Your objective >> Please state how many lines in the records below contain the word "LevelGraph"; the answer should be a number and nothing else.

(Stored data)
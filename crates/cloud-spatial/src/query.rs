//! Proximity queries over a [`SpatialIndex`].
//!
//! All query shapes share one branch-and-bound traversal: a LIFO work
//! stack of `(node, lower-bound squared distance)` entries seeded at the
//! root. Internal nodes are descended in place toward the near child
//! while the far child is pushed with its plane-offset bound; leaves are
//! scanned linearly against true distance. The pruning test gives
//! expected logarithmic cost on well-distributed data and degrades to
//! linear on adversarial data.
//!
//! Both query shapes are resumable: the traversal state lives in a
//! [`RangeQuery`] or [`KnnQuery`] value advanced by a step function, so
//! callers can pull one result at a time and interleave traversal with
//! their own bookkeeping instead of materializing full result lists.
//! Either value restarts in place, reusing its allocations across many
//! queries.

use nalgebra::Point3;

use crate::bounded_queue::BoundedQueue;
use crate::index::{Node, SpatialIndex};

#[inline]
fn distance_sq(a: &Point3<f64>, b: &Point3<f64>) -> f64 {
    (a - b).norm_squared()
}

impl SpatialIndex<'_> {
    /// Returns the active sample closest to `target` with its squared
    /// distance, or `None` if nothing is indexed.
    #[must_use]
    pub fn nearest(&self, target: &Point3<f64>) -> Option<(u32, f64)> {
        self.knn(*target, 1).next(self)
    }

    /// Returns the active sample closest to `sample`, excluding the
    /// sample itself.
    ///
    /// # Panics
    ///
    /// Panics if `sample` is not part of the current partition; querying
    /// by an inactive id is a precondition violation.
    #[must_use]
    pub fn nearest_of(&self, sample: u32) -> Option<(u32, f64)> {
        self.knn_of(sample, 1).next(self)
    }

    /// Returns up to `k` active samples closest to `target`, as
    /// `(id, squared distance)` pairs in increasing-distance order.
    ///
    /// `k == 0` yields an empty result, not an error.
    #[must_use]
    pub fn k_nearest(&self, target: &Point3<f64>, k: usize) -> Vec<(u32, f64)> {
        self.knn(*target, k).collect_remaining(self)
    }

    /// Returns up to `k` active samples closest to `sample`, excluding
    /// the sample itself.
    ///
    /// # Panics
    ///
    /// Panics if `sample` is not part of the current partition.
    #[must_use]
    pub fn k_nearest_of(&self, sample: u32, k: usize) -> Vec<(u32, f64)> {
        self.knn_of(sample, k).collect_remaining(self)
    }

    /// Starts a resumable k-nearest query around an arbitrary point.
    ///
    /// Results come out one per [`KnnQuery::next`] call, in
    /// increasing-distance order. `k == 0` yields an empty producer.
    #[must_use]
    pub fn knn(&self, target: Point3<f64>, k: usize) -> KnnQuery {
        let mut query = KnnQuery::new();
        query.restart(self, target, k, None);
        query
    }

    /// Starts a resumable k-nearest query around an existing sample,
    /// excluding the sample itself.
    ///
    /// # Panics
    ///
    /// Panics if `sample` is not part of the current partition.
    #[must_use]
    pub fn knn_of(&self, sample: u32, k: usize) -> KnnQuery {
        assert!(
            self.is_active(sample),
            "sample {sample} is not in the current partition"
        );
        let target = self.points()[sample as usize];
        let mut query = KnnQuery::new();
        query.restart(self, target, k, Some(sample));
        query
    }

    /// Starts a resumable radius query around an arbitrary point.
    ///
    /// Results are samples with true distance strictly below `radius`,
    /// in traversal order (not sorted). A non-positive radius yields an
    /// empty producer.
    #[must_use]
    pub fn range(&self, target: Point3<f64>, radius: f64) -> RangeQuery {
        let mut query = RangeQuery::new();
        query.restart(self, target, radius, None);
        query
    }

    /// Starts a resumable radius query around an existing sample,
    /// excluding the sample itself.
    ///
    /// # Panics
    ///
    /// Panics if `sample` is not part of the current partition.
    #[must_use]
    pub fn range_of(&self, sample: u32, radius: f64) -> RangeQuery {
        assert!(
            self.is_active(sample),
            "sample {sample} is not in the current partition"
        );
        let target = self.points()[sample as usize];
        let mut query = RangeQuery::new();
        query.restart(self, target, radius, Some(sample));
        query
    }
}

/// Resumable radius-query state machine.
///
/// Holds the work stack and leaf-scan bookmark of one in-flight radius
/// query. [`RangeQuery::next`] advances the traversal by at most one
/// result; [`RangeQuery::restart`] re-seeds the state in place so a
/// worker can reuse one query object (and its stack allocation) across
/// many queries.
///
/// The query is only valid against the index generation it was seeded
/// from; advancing it after a rebuild is a precondition violation.
///
/// # Example
///
/// ```
/// use cloud_spatial::{IndexConfig, SpatialIndex};
/// use nalgebra::Point3;
///
/// let points: Vec<_> = (0..10).map(|i| Point3::new(f64::from(i), 0.0, 0.0)).collect();
/// let index = SpatialIndex::build(&points, &IndexConfig::default()).unwrap();
///
/// let mut query = index.range(Point3::new(0.0, 0.0, 0.0), 2.5);
/// let mut hits = Vec::new();
/// while let Some((id, _d2)) = query.next(&index) {
///     hits.push(id);
/// }
/// hits.sort_unstable();
/// assert_eq!(hits, vec![0, 1, 2]);
/// ```
#[derive(Debug, Clone, Default)]
pub struct RangeQuery {
    stack: Vec<(u32, f64)>,
    leaf_cursor: u32,
    leaf_end: u32,
    target: Point3<f64>,
    radius_sq: f64,
    exclude: Option<u32>,
    generation: u64,
}

impl RangeQuery {
    /// Creates an empty, exhausted query. Seed it with [`Self::restart`].
    #[must_use]
    pub fn new() -> Self {
        Self {
            stack: Vec::new(),
            leaf_cursor: 0,
            leaf_end: 0,
            target: Point3::origin(),
            radius_sq: 0.0,
            exclude: None,
            generation: 0,
        }
    }

    /// Re-seeds the query in place, reusing the stack allocation.
    ///
    /// A non-positive `radius` leaves the query exhausted.
    pub fn restart(
        &mut self,
        index: &SpatialIndex<'_>,
        target: Point3<f64>,
        radius: f64,
        exclude: Option<u32>,
    ) {
        self.stack.clear();
        self.leaf_cursor = 0;
        self.leaf_end = 0;
        self.target = target;
        self.radius_sq = radius * radius;
        self.exclude = exclude;
        self.generation = index.generation();
        if radius > 0.0 && index.active_count() > 0 {
            self.stack.push((index.root(), 0.0));
        }
    }

    /// Advances the traversal, returning the next sample strictly inside
    /// the radius as `(id, squared distance)`, or `None` once exhausted.
    ///
    /// # Panics
    ///
    /// Panics in debug builds if `index` has been rebuilt since this
    /// query was seeded.
    pub fn next(&mut self, index: &SpatialIndex<'_>) -> Option<(u32, f64)> {
        debug_assert_eq!(
            self.generation,
            index.generation(),
            "range query advanced against a rebuilt index"
        );
        loop {
            // Drain the bookmarked leaf run first.
            while self.leaf_cursor < self.leaf_end {
                let slot = self.leaf_cursor;
                self.leaf_cursor += 1;
                let id = index.run(slot, 1)[0];
                if self.exclude == Some(id) {
                    continue;
                }
                let d = distance_sq(&self.target, &index.points()[id as usize]);
                if d < self.radius_sq {
                    return Some((id, d));
                }
            }

            let (mut node_id, bound) = self.stack.pop()?;
            if bound >= self.radius_sq {
                continue;
            }
            // Descend to the next reachable leaf, pushing far children.
            loop {
                match index.node(node_id) {
                    Node::Leaf { start, count } => {
                        self.leaf_cursor = start;
                        self.leaf_end = start + count;
                        break;
                    }
                    Node::Internal {
                        dim,
                        split,
                        left,
                        right,
                    } => {
                        let offset = self.target[dim as usize] - split;
                        let (near, far) = if offset < 0.0 {
                            (left, right)
                        } else {
                            (right, left)
                        };
                        let far_bound = (offset * offset).max(bound);
                        if far_bound < self.radius_sq {
                            self.stack.push((far, far_bound));
                        }
                        node_id = near;
                    }
                }
            }
        }
    }

    /// Drains the remaining results into a vector.
    #[must_use]
    pub fn collect_remaining(&mut self, index: &SpatialIndex<'_>) -> Vec<(u32, f64)> {
        let mut out = Vec::new();
        while let Some(hit) = self.next(index) {
            out.push(hit);
        }
        out
    }
}

/// Resumable k-nearest-query state machine.
///
/// Holds the work stack, candidate queue and emission cursor of one
/// in-flight k-nearest query. Unlike a radius query, the k-best set is
/// only known once the whole pruned traversal has run, so the first
/// [`KnnQuery::next`] call finishes the outstanding traversal before
/// emitting; subsequent calls hand out the remaining results one at a
/// time in increasing-distance order. [`KnnQuery::restart`] re-seeds
/// the state in place so a worker can reuse one query object (and its
/// stack and queue allocations) across many queries.
///
/// The query is only valid against the index generation it was seeded
/// from; advancing it after a rebuild is a precondition violation.
///
/// # Example
///
/// ```
/// use cloud_spatial::{IndexConfig, SpatialIndex};
/// use nalgebra::Point3;
///
/// let points: Vec<_> = (0..10).map(|i| Point3::new(f64::from(i), 0.0, 0.0)).collect();
/// let index = SpatialIndex::build(&points, &IndexConfig::default()).unwrap();
///
/// let mut query = index.knn(Point3::new(0.2, 0.0, 0.0), 3);
/// let mut hits = Vec::new();
/// while let Some((id, _d2)) = query.next(&index) {
///     hits.push(id);
/// }
/// assert_eq!(hits, vec![0, 1, 2]);
/// ```
#[derive(Debug, Clone)]
pub struct KnnQuery {
    stack: Vec<(u32, f64)>,
    queue: BoundedQueue<u32>,
    cursor: usize,
    target: Point3<f64>,
    exclude: Option<u32>,
    generation: u64,
}

impl Default for KnnQuery {
    fn default() -> Self {
        Self::new()
    }
}

impl KnnQuery {
    /// Creates an empty, exhausted query. Seed it with [`Self::restart`].
    #[must_use]
    pub fn new() -> Self {
        Self {
            stack: Vec::new(),
            queue: BoundedQueue::new(0),
            cursor: 0,
            target: Point3::origin(),
            exclude: None,
            generation: 0,
        }
    }

    /// Re-seeds the query in place, reusing the stack and (for an
    /// unchanged `k`) queue allocations.
    ///
    /// `k == 0` leaves the query exhausted.
    pub fn restart(
        &mut self,
        index: &SpatialIndex<'_>,
        target: Point3<f64>,
        k: usize,
        exclude: Option<u32>,
    ) {
        self.stack.clear();
        if self.queue.capacity() == k {
            self.queue.clear();
        } else {
            self.queue = BoundedQueue::new(k);
        }
        self.cursor = 0;
        self.target = target;
        self.exclude = exclude;
        self.generation = index.generation();
        if k > 0 && index.active_count() > 0 {
            self.stack.push((index.root(), 0.0));
        }
    }

    /// Returns the next-closest sample as `(id, squared distance)`, or
    /// `None` once `k` results (or every active sample) have been
    /// emitted.
    ///
    /// # Panics
    ///
    /// Panics in debug builds if `index` has been rebuilt since this
    /// query was seeded.
    pub fn next(&mut self, index: &SpatialIndex<'_>) -> Option<(u32, f64)> {
        debug_assert_eq!(
            self.generation,
            index.generation(),
            "k-nearest query advanced against a rebuilt index"
        );
        // Results are final only once the work stack is exhausted.
        while let Some((mut node_id, bound)) = self.stack.pop() {
            loop {
                // A full queue's bottom is the current pruning threshold.
                if self.queue.is_full()
                    && self.queue.worst_key().is_some_and(|worst| bound >= worst)
                {
                    break;
                }
                match index.node(node_id) {
                    Node::Leaf { start, count } => {
                        for &id in index.run(start, count) {
                            if self.exclude == Some(id) {
                                continue;
                            }
                            let d = distance_sq(&self.target, &index.points()[id as usize]);
                            self.queue.push(d, id);
                        }
                        break;
                    }
                    Node::Internal {
                        dim,
                        split,
                        left,
                        right,
                    } => {
                        let offset = self.target[dim as usize] - split;
                        let (near, far) = if offset < 0.0 {
                            (left, right)
                        } else {
                            (right, left)
                        };
                        // Far child can be no closer than the split plane.
                        let far_bound = (offset * offset).max(bound);
                        self.stack.push((far, far_bound));
                        // Continue into the near child in place; its lower
                        // bound is inherited from the parent.
                        node_id = near;
                    }
                }
            }
        }

        let &(d, id) = self.queue.as_slice().get(self.cursor)?;
        self.cursor += 1;
        Some((id, d))
    }

    /// Drains the remaining results into a vector.
    #[must_use]
    pub fn collect_remaining(&mut self, index: &SpatialIndex<'_>) -> Vec<(u32, f64)> {
        let mut out = Vec::new();
        while let Some(hit) = self.next(index) {
            out.push(hit);
        }
        out
    }
}
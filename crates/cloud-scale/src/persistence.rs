//! Persistence tracking across a scale stack.
//!
//! Builds a [`LevelGraph`] whose edges record how many samples two
//! regions at adjacent scales share, relabels every level so physically
//! persistent regions keep stable label values, and extracts explicit
//! birth/death [`Component`] records.

use hashbrown::HashMap;
use serde::{Deserialize, Serialize};
use tracing::{debug, info};

use crate::labeling::UNLABELED;
use crate::level_graph::LevelGraph;
use crate::scale_stack::ScaleStack;

/// The tracked lifetime of one persistent region.
///
/// A component is born at the level where its chain starts and records
/// the region label it occupies at every consecutive level it lives,
/// never skipping a level: `death_level == birth_level + len - 1`.
#[derive(Debug, Clone, PartialEq, Eq, Serialize, Deserialize)]
pub struct Component {
    birth_level: usize,
    labels: Vec<i32>,
}

impl Component {
    /// The level at which this component appears.
    #[must_use]
    pub fn birth_level(&self) -> usize {
        self.birth_level
    }

    /// The last level at which this component is alive.
    #[must_use]
    pub fn death_level(&self) -> usize {
        self.birth_level + self.labels.len() - 1
    }

    /// Number of levels lived.
    #[must_use]
    pub fn lifetime(&self) -> usize {
        self.labels.len()
    }

    /// The region label this component occupies at `level`.
    ///
    /// # Panics
    ///
    /// Panics if `level` is outside `[birth_level, death_level]`.
    #[must_use]
    pub fn label_at(&self, level: usize) -> i32 {
        self.labels[level - self.birth_level]
    }

    /// Region labels from birth to death.
    #[must_use]
    pub fn labels(&self) -> &[i32] {
        &self.labels
    }

    /// The sample ids belonging to this component at `level`, resolved
    /// through the (relabeled) stack.
    ///
    /// # Panics
    ///
    /// Panics if `level` is outside `[birth_level, death_level]`.
    #[must_use]
    pub fn samples_at(&self, stack: &ScaleStack, level: usize) -> Vec<u32> {
        stack.labeling(level).samples_of(self.label_at(level))
    }
}

/// Builds the level graph of a scale stack: one node per region per
/// level carrying `population` and `scale` attributes, and one weighted
/// edge per pair of adjacent-scale regions sharing samples.
///
/// # Panics
///
/// Panics if any level of the stack is not compact
/// ([`crate::Labeling::is_full`]); persistence tracking indexes nodes
/// densely by label.
#[must_use]
#[allow(clippy::cast_sign_loss, clippy::cast_possible_truncation, clippy::cast_precision_loss)]
pub fn build_level_graph(stack: &ScaleStack) -> LevelGraph {
    let mut graph = LevelGraph::new();

    for (level, (scale, labeling)) in stack.iter().enumerate() {
        assert!(
            labeling.is_full(),
            "level {level} is not compact; call make_full before tracking"
        );
        graph.add_level();
        let region_count = labeling.label_sup() as usize;
        let mut populations = Vec::with_capacity(region_count);
        for label in 0..labeling.label_sup() {
            graph.add_node(level);
            populations.push(labeling.population(label) as f64);
        }
        graph.set_node_attribute("population", level, populations);
        graph.set_node_attribute("scale", level, vec![scale; region_count]);
    }

    // One edge per (coarse region, fine region) pair with shared samples,
    // weighted by how many samples the two regions share.
    for mid in 0..stack.level_count().saturating_sub(1) {
        let fine = stack.labeling(mid);
        let coarse = stack.labeling(mid + 1);
        let mut edge_ids: HashMap<(i32, i32), u32> = HashMap::new();
        for sample in 0..stack.sample_count() as u32 {
            let fine_label = fine.label_of(sample);
            let coarse_label = coarse.label_of(sample);
            if fine_label == UNLABELED || coarse_label == UNLABELED {
                continue;
            }
            let id = *edge_ids
                .entry((coarse_label, fine_label))
                .or_insert_with(|| {
                    graph.add_edge(mid, coarse_label as u32, fine_label as u32, 0.0)
                });
            graph.add_edge_weight(mid, id, 1.0);
        }
    }

    debug_assert!(graph.is_consistent());
    graph
}
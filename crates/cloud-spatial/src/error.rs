//! Error types for spatial operations.

use thiserror::Error;

/// Result type for spatial operations.
pub type SpatialResult<T> = Result<T, SpatialError>;

/// Errors that can occur while building spatial structures.
#[derive(Debug, Error)]
pub enum SpatialError {
    /// The point set is empty.
    #[error("point set is empty")]
    EmptyPointSet,

    /// The index subset is empty.
    #[error("index subset is empty")]
    EmptySubset,

    /// A sample index is out of bounds.
    #[error("sample index {index} out of bounds (point set has {point_count} points)")]
    SampleOutOfBounds {
        /// The invalid sample index.
        index: u32,
        /// Total number of points in the point set.
        point_count: usize,
    },
}
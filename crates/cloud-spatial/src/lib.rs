//! Spatial indexing substrate for point cloud analysis.
//!
//! This crate provides the proximity-query layer used by multi-scale
//! surface segmentation:
//!
//! - [`SpatialIndex`] - Static binary space-partitioning index over a
//!   borrowed position slice, rebuilt in place between analysis scales
//! - [`RangeQuery`] / [`KnnQuery`] - Resumable radius and k-nearest
//!   query state machines
//! - [`BoundedQueue`] - Fixed-capacity sorted k-best container
//! - [`NeighborGraph`] - Precomputed fixed-degree nearest-neighbor table
//!   with graph-local range expansion
//!
//! # Ownership
//!
//! The point cloud owns its positions. [`SpatialIndex`] and query objects
//! only borrow them and operate on integer sample ids; nothing here can
//! outlive or copy the caller's point array.
//!
//! # Example
//!
//! ```
//! use cloud_spatial::{IndexConfig, NeighborGraph, SpatialIndex};
//! use nalgebra::Point3;
//!
//! let points: Vec<_> = (0..100)
//!     .map(|i| Point3::new(f64::from(i % 10), f64::from(i / 10), 0.0))
//!     .collect();
//!
//! let index = SpatialIndex::build(&points, &IndexConfig::default()).unwrap();
//! let (nearest, _) = index.nearest(&Point3::new(4.2, 5.1, 0.0)).unwrap();
//! assert_eq!(points[nearest as usize], Point3::new(4.0, 5.0, 0.0));
//!
//! // Fixed-degree neighbor table for repeated graph-local expansion.
//! let graph = NeighborGraph::build(&index, 8);
//! assert_eq!(graph.neighbors(0).len(), 8);
//! ```
//!
//! # Concurrency
//!
//! Index arrays are read-only during queries, so concurrent workers may
//! query one index freely as long as each owns its private query object.
//! [`NeighborGraph::build`] exploits this with a rayon parallel loop; its
//! only shared mutable state is an atomic progress counter.

#![cfg_attr(not(test), deny(clippy::unwrap_used, clippy::expect_used))]
#![warn(missing_docs)]
#![warn(clippy::all)]
#![warn(clippy::pedantic)]

mod bounded_queue;
mod error;
mod index;
mod neighbors;
mod query;

pub use bounded_queue::BoundedQueue;
pub use error::{SpatialError, SpatialResult};
pub use index::{IndexConfig, SpatialIndex};
pub use neighbors::{NeighborGraph, NO_NEIGHBOR};
pub use query::{KnnQuery, RangeQuery};

pub use nalgebra::{Point3, Vector3};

Written answer >> 4